Сонно почесываясь, братья сели в лодке и хмуро уставились на меня.
— Вообще-то, это мой вопрос, — сказала я. — Какого хрена?
— Что?
— Какого хрена вы позвали в город Ясона? Какого хрена вы ничего не сказали мне?
— Ну-у-у, думали сюрприз тебе будет…
— Думали, ты обрадуешься…
— Ты же так его любила…
Мне оставалось только тяжело вздохнуть. Я уже перестала удивляться, когда тетя Песя называла моих братьев Адями. «Адя, ты шо, с мозгами поссорился?». «Адя, не расчесывай мне нервы». А как же быть, говорила она, не могу же я их на людях называть адиётами.
Я смотрела на них, серьезная, как инфаркт. И держала паузу. Постепенно до адиётов начало доходить:
— То есть ты не рада?
— Уже теплее, но вы на верном пути, — подбодрила их я.
— То есть ты даже злишься?
— В яблочко! И послушайте меня, вы, балбесы. — Я поднялась с камня и посмотрела на Яшку с Гришкой сверху: — Чтобы на открытии памятника его здесь не было.
— А чё так?
Опять вспомнилась тетя Песя. «Шо вы хочете от моей жизни. Уже сидите и не спрашивайте вопросы».

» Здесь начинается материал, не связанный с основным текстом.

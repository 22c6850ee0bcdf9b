//! thallium-tl-compiler
//!
//! This crate implements:
//!  1) A parser for layered TL schemas, in both the JSON and the line-based dialect,
//!  2) The object model with canonical (CRC-32) constructor ID inference and checking,
//!  3) A tokenizer + resolver for the argument type grammar (flags, vectors, generics),
//!  4) Grouping by layer and namespace, and C++ code generation (`compile_sources` → `String`s),
//!  5) Error types (`TlError`) and the `Generator` that writes the output files.

pub mod error;
pub mod types;
pub mod utils;
pub mod tokenizer;
pub mod parser;
pub mod verifier;
pub mod grouping;
pub mod source_builder;
pub mod gen_cpp;
pub mod compiler;

pub use compiler::{compile_objects, compile_sources, dump_json, GeneratedSources, Generator};
pub use error::TlError;
pub use parser::{parse_files, parse_str, ParseOptions};
pub use types::{Argument, Layer, Object};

— Я не хочу, чтобы он видел Тесея.
На безмятежные в своем идиотизме лица братьев, как тучка на ясное небо, начало наползать понимание. Слава Богу, им хватило соображения не задавать новых вопросов. Только смотрели потрясенно.
— Вот именно, — сказала я и, повернувшись, стала подниматься по тропинке к дому.
ЯСОН
Лучшее средство от похмелья — с утра пораньше постучать молотком по гвоздям. Именно этим я и занимался, сидя на коньке крыши домика тети Песи.
Судя по пятнам на потолке, крыша у нее прохудилась всерьез, а забравшись наверх, я понял, что одной переборкой черепицы отделаться не удастся — кое-где придется заменить обрешетку.
Мадам Фельдман с раннего утра трудилась на рынке, так что никто не мешал мне разбирать по досочкам ее уютный домик. Вот разве что…
Сначала хлопнула калитка, затем по вымощенной кирпичом дорожке застучали подбитые подковками ботинки. Я взглянул вниз, на меня смотрели два хмурых Ангелиса.